Thanks to British musician Frank Turner, nobody can ever say cynical atheists don’t have hymns.
Turner, a former member of British punk band Million Dead, who now produces music ranging from raucous, pounding rock to a cappella anthems, uses his soulful sound to spin truly modern tales in his latest album, “England Keep My Bones.”
The album begins with “Eulogy,” a song that reflects the changes Turner and many other punk rockers have undergone in the past decade. It begins with melodic strings and builds into a pounding rock song. What sets it apart, though, is the spirit of it. Turner uses more subtle and complex music but still captures the spirit of punk.
“I haven’t always been a perfect person,” he sings. “I haven’t done what mom and dad had dreamed. On the day I die, I’ll say ‘at least I f—ing tried.’ That’s the only eulogy I need.”

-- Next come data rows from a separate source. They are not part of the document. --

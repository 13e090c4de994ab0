//! Session-stored state.
//!
//! The cart, wishlist, and review book live in the session as JSON snapshots
//! keyed by fixed names. Every mutation writes the whole container back -
//! there is no per-operation delta. A snapshot that fails to decode is
//! treated as absent and replaced by a fresh default on the next write.

use chrono::{DateTime, Duration, Utc};
use serde::{Deserialize, Serialize};
use tower_sessions::Session;

use comforty_core::{Cart, ReviewSet, UserId, Wishlist};

/// How long a checkout-pending marker blocks further submissions.
///
/// Long enough to cover a slow content store write, short enough that a
/// crash between mark and clear does not lock the session out of checkout
/// for its whole lifetime.
const CHECKOUT_PENDING_TIMEOUT_SECS: i64 = 30;

/// Session-stored user identity.
///
/// Minimal data stored in the session to identify the logged-in user.
#[derive(Debug, Clone, Serialize, Deserialize)]
pub struct CurrentUser {
    /// User's content store document ID.
    pub id: UserId,
    /// User's email address.
    pub email: String,
}

/// Session keys for snapshot data.
pub mod keys {
    /// Key for the cart snapshot.
    pub const CART: &str = "cart";

    /// Key for the wishlist snapshot.
    pub const WISHLIST: &str = "wishlist";

    /// Key for the review book snapshot.
    pub const REVIEWS: &str = "reviews";

    /// Key for storing the current logged-in user.
    pub const CURRENT_USER: &str = "current_user";

    /// Key marking an in-flight checkout submission.
    pub const CHECKOUT_PENDING: &str = "checkout_pending";
}

/// Load the cart snapshot, falling back to an empty cart.
///
/// Load failures are swallowed on purpose: a corrupt or missing snapshot
/// must never take the storefront down.
pub async fn load_cart(session: &Session) -> Cart {
    session
        .get::<Cart>(keys::CART)
        .await
        .ok()
        .flatten()
        .unwrap_or_default()
}

/// Write the cart snapshot back. Best-effort: failures are logged, not fatal.
pub async fn save_cart(session: &Session, cart: &Cart) {
    if let Err(err) = session.insert(keys::CART, cart).await {
        tracing::error!(error = %err, "Failed to persist cart snapshot");
    }
}

/// Load the wishlist snapshot, falling back to an empty wishlist.
pub async fn load_wishlist(session: &Session) -> Wishlist {
    session
        .get::<Wishlist>(keys::WISHLIST)
        .await
        .ok()
        .flatten()
        .unwrap_or_default()
}

/// Write the wishlist snapshot back. Best-effort.
pub async fn save_wishlist(session: &Session, wishlist: &Wishlist) {
    if let Err(err) = session.insert(keys::WISHLIST, wishlist).await {
        tracing::error!(error = %err, "Failed to persist wishlist snapshot");
    }
}

/// Load the review book snapshot, falling back to an empty one.
pub async fn load_reviews(session: &Session) -> ReviewSet {
    session
        .get::<ReviewSet>(keys::REVIEWS)
        .await
        .ok()
        .flatten()
        .unwrap_or_default()
}

/// Write the review book snapshot back. Best-effort.
pub async fn save_reviews(session: &Session, reviews: &ReviewSet) {
    if let Err(err) = session.insert(keys::REVIEWS, reviews).await {
        tracing::error!(error = %err, "Failed to persist review snapshot");
    }
}

/// The logged-in user, if any.
pub async fn current_user(session: &Session) -> Option<CurrentUser> {
    session
        .get::<CurrentUser>(keys::CURRENT_USER)
        .await
        .ok()
        .flatten()
}

/// Whether a checkout submission is already in flight for this session.
///
/// The marker is the time the submission started. Markers older than
/// [`CHECKOUT_PENDING_TIMEOUT_SECS`] are stale - the submission either
/// finished without clearing (crash) or never will - and are ignored, so
/// the session can check out again without waiting for session expiry.
pub async fn checkout_pending(session: &Session) -> bool {
    session
        .get::<DateTime<Utc>>(keys::CHECKOUT_PENDING)
        .await
        .ok()
        .flatten()
        .is_some_and(|started_at| marker_is_active(started_at, Utc::now()))
}

/// Mark a checkout submission as in flight, stamped with the current time.
pub async fn set_checkout_pending(session: &Session, pending: bool) {
    if pending {
        if let Err(err) = session.insert(keys::CHECKOUT_PENDING, Utc::now()).await {
            tracing::error!(error = %err, "Failed to mark checkout pending");
        }
    } else if let Err(err) = session
        .remove::<DateTime<Utc>>(keys::CHECKOUT_PENDING)
        .await
    {
        tracing::error!(error = %err, "Failed to clear checkout pending marker");
    }
}

fn marker_is_active(started_at: DateTime<Utc>, now: DateTime<Utc>) -> bool {
    now.signed_duration_since(started_at) < Duration::seconds(CHECKOUT_PENDING_TIMEOUT_SECS)
}

#[cfg(test)]
mod tests {
    use super::*;

    #[test]
    fn test_fresh_marker_blocks_resubmission() {
        let now = Utc::now();
        assert!(marker_is_active(now, now));
        assert!(marker_is_active(now - Duration::seconds(5), now));
    }

    #[test]
    fn test_stale_marker_allows_checkout_again() {
        // A submission that never cleared its marker (crash between mark
        // and clear) must not block the session until session expiry.
        let now = Utc::now();
        assert!(!marker_is_active(
            now - Duration::seconds(CHECKOUT_PENDING_TIMEOUT_SECS),
            now
        ));
        assert!(!marker_is_active(now - Duration::days(7), now));
    }
}
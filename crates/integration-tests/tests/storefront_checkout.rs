//! Integration tests for the checkout flow and reviews.
//!
//! These tests require:
//! - A running `PostgreSQL` database
//! - The storefront server running (cargo run -p comforty-storefront)
//! - Content store credentials with write access (orders are created)
//!
//! Run with: cargo test -p comforty-integration-tests -- --ignored

use comforty_integration_tests::{session_client, storefront_base_url};
use reqwest::StatusCode;
use serde_json::{Value, json};

fn shipping_form() -> Value {
    json!({
        "firstName": "Test",
        "lastName": "Shopper",
        "email": "shopper@example.com",
        "phone": "0300-123-4567",
        "address": "1 Integration Lane",
        "city": "Testville",
        "state": "TS",
        "postalCode": "54000",
        "country": "PK"
    })
}

async fn add_any_product(client: &reqwest::Client) {
    let base_url = storefront_base_url();
    let products: Value = client
        .get(format!("{base_url}/products"))
        .send()
        .await
        .expect("Failed to list products")
        .json()
        .await
        .expect("Failed to decode products");
    let product_id = products[0]["_id"].as_str().expect("a product id");

    let resp = client
        .post(format!("{base_url}/cart/add"))
        .json(&json!({ "productId": product_id }))
        .send()
        .await
        .expect("Failed to add to cart");
    assert_eq!(resp.status(), StatusCode::CREATED);
}

// ============================================================================
// Checkout Tests
// ============================================================================

#[tokio::test]
#[ignore = "Requires running storefront server and content store credentials"]
async fn test_empty_cart_checkout_redirects_to_cart() {
    let client = reqwest::Client::builder()
        .cookie_store(true)
        .redirect(reqwest::redirect::Policy::none())
        .build()
        .expect("Failed to create HTTP client");
    let base_url = storefront_base_url();

    let resp = client
        .post(format!("{base_url}/checkout"))
        .json(&shipping_form())
        .send()
        .await
        .expect("Failed to call checkout");

    assert!(resp.status().is_redirection());
    assert_eq!(
        resp.headers()
            .get("location")
            .and_then(|v| v.to_str().ok()),
        Some("/cart")
    );
}

#[tokio::test]
#[ignore = "Requires running storefront server and content store credentials"]
async fn test_invalid_form_returns_every_field_error() {
    let client = session_client();
    let base_url = storefront_base_url();
    add_any_product(&client).await;

    let resp = client
        .post(format!("{base_url}/checkout"))
        .json(&json!({}))
        .send()
        .await
        .expect("Failed to call checkout");

    assert_eq!(resp.status(), StatusCode::UNPROCESSABLE_ENTITY);
    let body: Value = resp.json().await.expect("Failed to decode errors");
    let errors = body["errors"].as_array().expect("errors array");
    assert!(errors.iter().any(|e| e == "Email is required."));
    assert!(errors.iter().any(|e| e == "First name is required."));

    // Validation failure must leave the cart intact
    let cart: Value = client
        .get(format!("{base_url}/cart"))
        .send()
        .await
        .expect("Failed to fetch cart")
        .json()
        .await
        .expect("Failed to decode cart");
    assert_eq!(cart["items"].as_array().expect("items array").len(), 1);
}

#[tokio::test]
#[ignore = "Requires running storefront server and content store write credentials"]
async fn test_successful_checkout_clears_cart() {
    let client = session_client();
    let base_url = storefront_base_url();
    add_any_product(&client).await;

    let resp = client
        .post(format!("{base_url}/checkout"))
        .json(&shipping_form())
        .send()
        .await
        .expect("Failed to call checkout");

    assert_eq!(resp.status(), StatusCode::CREATED);
    let receipt: Value = resp.json().await.expect("Failed to decode receipt");
    assert!(
        receipt["orderNumber"]
            .as_str()
            .expect("order number")
            .starts_with("CMF-")
    );

    let cart: Value = client
        .get(format!("{base_url}/cart"))
        .send()
        .await
        .expect("Failed to fetch cart")
        .json()
        .await
        .expect("Failed to decode cart");
    assert_eq!(cart["itemCount"], 0);
}

// ============================================================================
// Review Tests
// ============================================================================

#[tokio::test]
#[ignore = "Requires running storefront server and content store credentials"]
async fn test_review_submit_and_aggregate() {
    let client = session_client();
    let base_url = storefront_base_url();

    let products: Value = client
        .get(format!("{base_url}/products"))
        .send()
        .await
        .expect("Failed to list products")
        .json()
        .await
        .expect("Failed to decode products");
    let product_id = products[0]["_id"].as_str().expect("a product id");

    for rating in [5, 4, 4] {
        let resp = client
            .post(format!("{base_url}/products/{product_id}/reviews"))
            .json(&json!({
                "rating": rating,
                "comment": "Comfortable and sturdy.",
                "userName": "Test Shopper"
            }))
            .send()
            .await
            .expect("Failed to submit review");
        assert_eq!(resp.status(), StatusCode::CREATED);
    }

    let bundle: Value = client
        .get(format!("{base_url}/products/{product_id}/reviews"))
        .send()
        .await
        .expect("Failed to fetch reviews")
        .json()
        .await
        .expect("Failed to decode bundle");

    assert_eq!(bundle["totalReviews"], 3);
    assert_eq!(bundle["averageRating"], 4.3);
}

#[tokio::test]
#[ignore = "Requires running storefront server and content store credentials"]
async fn test_out_of_range_rating_rejected() {
    let client = session_client();
    let base_url = storefront_base_url();

    let resp = client
        .post(format!("{base_url}/products/any-product/reviews"))
        .json(&json!({
            "rating": 6,
            "comment": "Too good.",
            "userName": "Test Shopper"
        }))
        .send()
        .await
        .expect("Failed to submit review");

    assert_eq!(resp.status(), StatusCode::UNPROCESSABLE_ENTITY);
}
//! Core types for Comforty.
//!
//! This module provides type-safe wrappers for common domain concepts.

pub mod id;
pub mod order;
pub mod product;

pub use id::*;
pub use order::{Order, OrderItem, OrderStatus, ShippingAddress};
pub use product::{Category, CategoryRef, Product};
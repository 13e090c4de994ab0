//! Catalog route handlers for products.

use axum::{
    Json,
    extract::{Path, Query, State},
};
use serde::Deserialize;
use tracing::instrument;

use comforty_core::{Product, ProductId};

use crate::error::{AppError, Result};
use crate::state::AppState;

/// Search query parameters.
#[derive(Debug, Deserialize)]
pub struct SearchParams {
    #[serde(default)]
    pub q: String,
}

/// List all products.
#[instrument(skip(state))]
pub async fn index(State(state): State<AppState>) -> Result<Json<Vec<Product>>> {
    let products = state.content().products().await?;
    Ok(Json(products))
}

/// List featured products.
#[instrument(skip(state))]
pub async fn featured(State(state): State<AppState>) -> Result<Json<Vec<Product>>> {
    let products = state.content().featured_products().await?;
    Ok(Json(products))
}

/// Show a single product.
#[instrument(skip(state))]
pub async fn show(
    State(state): State<AppState>,
    Path(id): Path<ProductId>,
) -> Result<Json<Product>> {
    let product = state
        .content()
        .product_by_id(&id)
        .await?
        .ok_or_else(|| AppError::NotFound(format!("product {id}")))?;
    Ok(Json(product))
}

/// Products related to the given one.
#[instrument(skip(state))]
pub async fn related(
    State(state): State<AppState>,
    Path(id): Path<ProductId>,
) -> Result<Json<Vec<Product>>> {
    let products = state.content().related_products(&id).await?;
    Ok(Json(products))
}

/// Free-text search. An empty term returns an empty list without a
/// round-trip to the content store.
#[instrument(skip(state))]
pub async fn search(
    State(state): State<AppState>,
    Query(params): Query<SearchParams>,
) -> Result<Json<Vec<Product>>> {
    let term = params.q.trim();
    if term.is_empty() {
        return Ok(Json(Vec::new()));
    }
    let products = state.content().search_products(term).await?;
    Ok(Json(products))
}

Throughout the rest of “England Keep My Bones,” Turner continues to skewer the things society has come to love – from religion to work that isn’t rock and roll – on his personal quest to find a kind of redemption for today’s world.

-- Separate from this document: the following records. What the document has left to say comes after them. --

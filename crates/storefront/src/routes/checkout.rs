//! Checkout route handler.
//!
//! One POST drives the whole state machine: begin, validate, submit. The
//! session carries a timestamped pending marker for the duration of the
//! backend write, so a double-submit from the same session gets a 409
//! instead of a second order; markers past their timeout are ignored, so an
//! uncleared marker cannot block the session for its whole lifetime. The
//! cart is cleared only after the content store confirms.

use axum::{
    Json,
    extract::State,
    http::StatusCode,
    response::{IntoResponse, Redirect, Response},
};
use rust_decimal::Decimal;
use serde::Serialize;
use tower_sessions::Session;
use tracing::instrument;

use comforty_core::OrderId;

use crate::checkout::{CheckoutError, CheckoutSession, ShippingForm, assemble_order};
use crate::error::Result;
use crate::models::session::{
    checkout_pending, current_user, load_cart, save_cart, set_checkout_pending,
};
use crate::state::AppState;

/// Successful checkout payload.
#[derive(Debug, Serialize)]
#[serde(rename_all = "camelCase")]
pub struct CheckoutReceipt {
    pub order_id: OrderId,
    pub order_number: String,
    pub total: Decimal,
}

/// Validate the shipping form, assemble the order, and submit it.
///
/// An empty cart redirects to the cart page rather than erroring: there is
/// nothing to check out, so the client belongs back where the cart is shown.
#[instrument(skip(state, session, form))]
pub async fn submit(
    State(state): State<AppState>,
    session: Session,
    Json(form): Json<ShippingForm>,
) -> Result<Response> {
    let cart = load_cart(&session).await;
    if cart.is_empty() {
        return Ok(Redirect::to("/cart").into_response());
    }

    let user_ref = current_user(&session).await.map(|user| user.id);

    // Everything between the marker read and the marker write is
    // synchronous, so the window where a concurrent submit from the same
    // session slips past the check is as small as the session store allows.
    if checkout_pending(&session).await {
        return Err(CheckoutError::AlreadySubmitting.into());
    }

    let mut checkout = CheckoutSession::new();
    checkout.begin(&cart)?;
    let address = checkout.validate(&form)?;
    let draft = assemble_order(&cart, address, user_ref);

    checkout.begin_submit();
    set_checkout_pending(&session, true).await;

    let outcome = state.content().create_order(&draft).await;
    set_checkout_pending(&session, false).await;

    match outcome {
        Ok(order_id) => {
            checkout.confirm(order_id.clone());

            let mut cart = cart;
            cart.clear();
            save_cart(&session, &cart).await;

            tracing::info!(
                order_number = %draft.order_number,
                total = %draft.total,
                "Order confirmed"
            );

            Ok((
                StatusCode::CREATED,
                Json(CheckoutReceipt {
                    order_id,
                    order_number: draft.order_number,
                    total: draft.total,
                }),
            )
                .into_response())
        }
        Err(err) => {
            // The cart stays intact so the client can retry.
            checkout.fail();
            Err(CheckoutError::Backend(err).into())
        }
    }
}
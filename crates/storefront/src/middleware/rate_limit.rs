//! Rate limiting middleware using governor and `tower_governor`.
//!
//! Two limiter profiles:
//! - `checkout_rate_limiter`: strict limits for order submission (~10/min)
//! - `api_rate_limiter`: relaxed limits for the general API (~100/min)

use std::net::IpAddr;
use std::sync::Arc;

use axum::http::Request;
use governor::clock::QuantaInstant;
use governor::middleware::NoOpMiddleware;
use tower_governor::{GovernorError, GovernorLayer, governor::GovernorConfigBuilder};

/// Key extractor that prefers proxy-provided client IP headers over the
/// socket peer address, so limits apply per real client behind the edge.
#[derive(Clone, Copy)]
pub struct ProxyIpKeyExtractor;

impl tower_governor::key_extractor::KeyExtractor for ProxyIpKeyExtractor {
    type Key = IpAddr;

    fn extract<T>(&self, req: &Request<T>) -> Result<Self::Key, GovernorError> {
        let headers = req.headers();

        // X-Forwarded-For carries the full chain; the first entry is the client.
        if let Some(ip) = headers
            .get("x-forwarded-for")
            .and_then(|v| v.to_str().ok())
            .and_then(|s| s.split(',').next())
            .and_then(|s| s.trim().parse::<IpAddr>().ok())
        {
            return Ok(ip);
        }

        if let Some(ip) = headers
            .get("x-real-ip")
            .and_then(|v| v.to_str().ok())
            .and_then(|s| s.trim().parse::<IpAddr>().ok())
        {
            return Ok(ip);
        }

        Err(GovernorError::UnableToExtractKey)
    }
}

/// Rate limiter layer type for Axum.
pub type RateLimiterLayer =
    GovernorLayer<ProxyIpKeyExtractor, NoOpMiddleware<QuantaInstant>, axum::body::Body>;

/// Create rate limiter for the checkout endpoint: ~10 requests per minute per IP.
///
/// Configuration: 1 request every 6 seconds (replenish), burst of 5. Order
/// submission is the one write that leaves the session, so it gets the
/// tightest budget.
///
/// # Panics
///
/// This function will not panic. The configuration uses only valid positive
/// integers (`per_second(6)` and `burst_size(5)`), which are always accepted
/// by `GovernorConfigBuilder`.
#[must_use]
pub fn checkout_rate_limiter() -> RateLimiterLayer {
    let config = GovernorConfigBuilder::default()
        .key_extractor(ProxyIpKeyExtractor)
        .per_second(6) // Replenish 1 token every 6 seconds (~10/minute)
        .burst_size(5) // Allow burst of 5 requests
        .finish()
        .expect("rate limiter config with per_second(6) and burst_size(5) is valid");
    GovernorLayer::new(Arc::new(config))
}

/// Create rate limiter for general API: ~100 requests per minute per IP.
///
/// Configuration: 1 request per second (replenish), burst of 50.
///
/// # Panics
///
/// This function will not panic. The configuration uses only valid positive
/// integers (`per_second(1)` and `burst_size(50)`), which are always accepted
/// by `GovernorConfigBuilder`.
#[must_use]
pub fn api_rate_limiter() -> RateLimiterLayer {
    let config = GovernorConfigBuilder::default()
        .key_extractor(ProxyIpKeyExtractor)
        .per_second(1) // Replenish quickly
        .burst_size(50) // Allow burst of 50 requests
        .finish()
        .expect("rate limiter config with per_second(1) and burst_size(50) is valid");
    GovernorLayer::new(Arc::new(config))
}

Before Turner can find redemption, he explores the fear and paranoia of today’s society. In “I Am Disappeared,” he talks about a girl named Amy, who has nightmares about the life she lives: “Dreams of pirate ships and Patty Hearst, breaking through a life over-rehearsed. She can’t remember which came first, the house, the home, or the terrible thirst.”

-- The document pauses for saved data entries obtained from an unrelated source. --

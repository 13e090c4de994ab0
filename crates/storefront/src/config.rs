//! Storefront configuration loaded from environment variables.
//!
//! # Environment Variables
//!
//! ## Required
//! - `COMFORTY_DATABASE_URL` - `PostgreSQL` connection string (session storage)
//! - `COMFORTY_BASE_URL` - Public URL for the storefront
//! - `CONTENT_PROJECT_ID` - Content store project identifier
//! - `CONTENT_API_TOKEN` - Content store API token (read + order create)
//!
//! ## Optional
//! - `COMFORTY_HOST` - Bind address (default: 127.0.0.1)
//! - `COMFORTY_PORT` - Listen port (default: 3000)
//! - `CONTENT_DATASET` - Content store dataset (default: production)
//! - `CONTENT_API_VERSION` - Content store API version (default: 2024-03-13)
//! - `CONTENT_API_HOST` - Content store API host (default: api.sanity.io)
//! - `SENTRY_DSN` - Sentry error tracking DSN

use std::collections::HashMap;
use std::net::{IpAddr, SocketAddr};

use secrecy::{ExposeSecret, SecretString};
use thiserror::Error;

const MIN_ENTROPY_BITS_PER_CHAR: f64 = 3.3;

/// Blocklist of common placeholder patterns (case-insensitive)
const PLACEHOLDER_PATTERNS: &[&str] = &[
    "your-",
    "changeme",
    "replace",
    "placeholder",
    "example",
    "secret",
    "password",
    "xxx",
    "todo",
    "fixme",
    "insert",
    "enter-",
    "put-your",
    "add-your",
];

/// Configuration errors that can occur during loading.
#[derive(Debug, Error)]
pub enum ConfigError {
    #[error("Missing environment variable: {0}")]
    MissingEnvVar(String),
    #[error("Invalid environment variable {0}: {1}")]
    InvalidEnvVar(String, String),
    #[error("Insecure secret in {0}: {1}")]
    InsecureSecret(String, String),
}

/// Storefront application configuration.
#[derive(Debug, Clone)]
pub struct StorefrontConfig {
    /// `PostgreSQL` database connection URL (contains password)
    pub database_url: SecretString,
    /// IP address to bind the server to
    pub host: IpAddr,
    /// Port to listen on
    pub port: u16,
    /// Public base URL for the storefront
    pub base_url: String,
    /// Content store configuration
    pub content: ContentStoreConfig,
    /// Sentry DSN for error tracking
    pub sentry_dsn: Option<String>,
}

/// Content store API configuration.
///
/// Implements `Debug` manually to redact the API token.
#[derive(Clone)]
pub struct ContentStoreConfig {
    /// Project identifier (subdomain of the API host)
    pub project_id: String,
    /// Dataset name (e.g., production)
    pub dataset: String,
    /// API version date (e.g., 2024-03-13)
    pub api_version: String,
    /// API host (e.g., api.sanity.io)
    pub api_host: String,
    /// API token used for reads and order creation
    pub api_token: SecretString,
}

impl std::fmt::Debug for ContentStoreConfig {
    fn fmt(&self, f: &mut std::fmt::Formatter<'_>) -> std::fmt::Result {
        f.debug_struct("ContentStoreConfig")
            .field("project_id", &self.project_id)
            .field("dataset", &self.dataset)
            .field("api_version", &self.api_version)
            .field("api_host", &self.api_host)
            .field("api_token", &"[REDACTED]")
            .finish()
    }
}

impl StorefrontConfig {
    /// Load configuration from environment variables.
    ///
    /// Calls `dotenvy::dotenv()` to load from `.env` file if present.
    ///
    /// # Errors
    ///
    /// Returns `ConfigError` if required variables are missing, invalid, or
    /// if secrets fail validation (placeholder detection, entropy check).
    pub fn from_env() -> Result<Self, ConfigError> {
        // Load .env file if present (ignore errors if not found)
        let _ = dotenvy::dotenv();

        let database_url = get_database_url("COMFORTY_DATABASE_URL")?;
        let host = get_env_or_default("COMFORTY_HOST", "127.0.0.1")
            .parse::<IpAddr>()
            .map_err(|e| ConfigError::InvalidEnvVar("COMFORTY_HOST".to_string(), e.to_string()))?;
        let port = get_env_or_default("COMFORTY_PORT", "3000")
            .parse::<u16>()
            .map_err(|e| ConfigError::InvalidEnvVar("COMFORTY_PORT".to_string(), e.to_string()))?;
        let base_url = get_required_env("COMFORTY_BASE_URL")?;
        url::Url::parse(&base_url).map_err(|e| {
            ConfigError::InvalidEnvVar("COMFORTY_BASE_URL".to_string(), e.to_string())
        })?;

        let content = ContentStoreConfig::from_env()?;
        let sentry_dsn = get_optional_env("SENTRY_DSN");

        Ok(Self {
            database_url,
            host,
            port,
            base_url,
            content,
            sentry_dsn,
        })
    }

    /// Returns the socket address for binding the server.
    #[must_use]
    pub const fn socket_addr(&self) -> SocketAddr {
        SocketAddr::new(self.host, self.port)
    }
}

impl ContentStoreConfig {
    fn from_env() -> Result<Self, ConfigError> {
        Ok(Self {
            project_id: get_required_env("CONTENT_PROJECT_ID")?,
            dataset: get_env_or_default("CONTENT_DATASET", "production"),
            api_version: get_env_or_default("CONTENT_API_VERSION", "2024-03-13"),
            api_host: get_env_or_default("CONTENT_API_HOST", "api.sanity.io"),
            api_token: get_validated_secret("CONTENT_API_TOKEN")?,
        })
    }
}

// =============================================================================
// Helper Functions
// =============================================================================

/// Get a required environment variable.
fn get_required_env(key: &str) -> Result<String, ConfigError> {
    std::env::var(key).map_err(|_| ConfigError::MissingEnvVar(key.to_string()))
}

/// Get database URL with fallback to generic `DATABASE_URL` (used by Fly.io postgres attach).
fn get_database_url(primary_key: &str) -> Result<SecretString, ConfigError> {
    // Try primary key first (e.g., COMFORTY_DATABASE_URL)
    if let Ok(value) = std::env::var(primary_key) {
        return Ok(SecretString::from(value));
    }
    // Fallback to generic DATABASE_URL (set by Fly.io postgres attach)
    if let Ok(value) = std::env::var("DATABASE_URL") {
        return Ok(SecretString::from(value));
    }
    Err(ConfigError::MissingEnvVar(primary_key.to_string()))
}

/// Get an optional environment variable.
fn get_optional_env(key: &str) -> Option<String> {
    std::env::var(key).ok()
}

/// Get an environment variable with a default value.
fn get_env_or_default(key: &str, default: &str) -> String {
    std::env::var(key).unwrap_or_else(|_| default.to_string())
}

/// Calculate Shannon entropy in bits per character.
fn shannon_entropy(s: &str) -> f64 {
    if s.is_empty() {
        return 0.0;
    }

    let mut freq: HashMap<char, usize> = HashMap::new();
    for c in s.chars() {
        *freq.entry(c).or_insert(0) += 1;
    }

    #[allow(clippy::cast_precision_loss)] // String length will never exceed f64 precision
    let len = s.len() as f64;
    freq.values()
        .map(|&count| {
            #[allow(clippy::cast_precision_loss)] // Character count will never exceed f64 precision
            let p = count as f64 / len;
            -p * p.log2()
        })
        .sum()
}

/// Validate that a secret is not a placeholder and has sufficient entropy.
fn validate_secret_strength(secret: &str, var_name: &str) -> Result<(), ConfigError> {
    let lower = secret.to_lowercase();

    // Check blocklist
    for pattern in PLACEHOLDER_PATTERNS {
        if lower.contains(pattern) {
            return Err(ConfigError::InsecureSecret(
                var_name.to_string(),
                format!("appears to be a placeholder (contains '{pattern}')"),
            ));
        }
    }

    // Check entropy (real API tokens have high entropy)
    let entropy = shannon_entropy(secret);
    if entropy < MIN_ENTROPY_BITS_PER_CHAR {
        return Err(ConfigError::InsecureSecret(
            var_name.to_string(),
            format!(
                "entropy too low ({entropy:.2} bits/char, need >= {MIN_ENTROPY_BITS_PER_CHAR:.1}). Use a real API token."
            ),
        ));
    }

    Ok(())
}

/// Load and validate a secret from environment.
fn get_validated_secret(key: &str) -> Result<SecretString, ConfigError> {
    let value = get_required_env(key)?;
    validate_secret_strength(&value, key)?;
    Ok(SecretString::from(value))
}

As the song builds from a low-key acoustic piece into a rising rock ballad, Turner turns to himself, describing his own dreams of being crushed, of being trapped in an elevator falling out of control. Then, in the refrain, Turner explains how he copes: “And on the worst days, when it feels like life weighs 10,000 tons, I sleep with my passport, one eye on the back door, so I can always run. I can get up, shower and in half an hour I’ll be gone.”
In “I Still Believe,” Turner reveals a bit of hope. He turns to what may be a tired cliché, but may also be just the truth: the redemptive power of rock and roll. He sings of “the saints” – Jerry Lee Lewis, Johnny Cash and “all the greats” – and of the fact that everyone can find a song for everything they feel. “Who’d have thought,” he sings, “that after all, something as simple as rock and roll could save us all.”
As the album closes, Turner brings out a choir and puts together a song that, if you just heard the title and the music, you would swear was an old gospel standard. But the chorus of “Glory Hallelujah” shows just how wrong you would be: “There is no God, so clap your hands together. There is no God, no heaven and no hell. There is no God, we’re all in this together. There is no God, so ring that victory bell.”
The song is an anthem of Turner’s belief in the ultimate triumph of the human spirit – with no help from above. He asks us to imagine a world without blood shed over distant lands that we deem important because our fathers told us of them. He paints a picture of a people not relying on priests and “fairies up above,” and a world the meek have already inherited.
For all of Turner’s pessimism, he realizes the importance of life and keeping up the fight in the end. There is no fear of death, no pessimism, just a righteous belief in the power of man.
“So just accept that there’s an end game and we haven’t got much time,” he sings, “and in the here and now we can try and do things right.”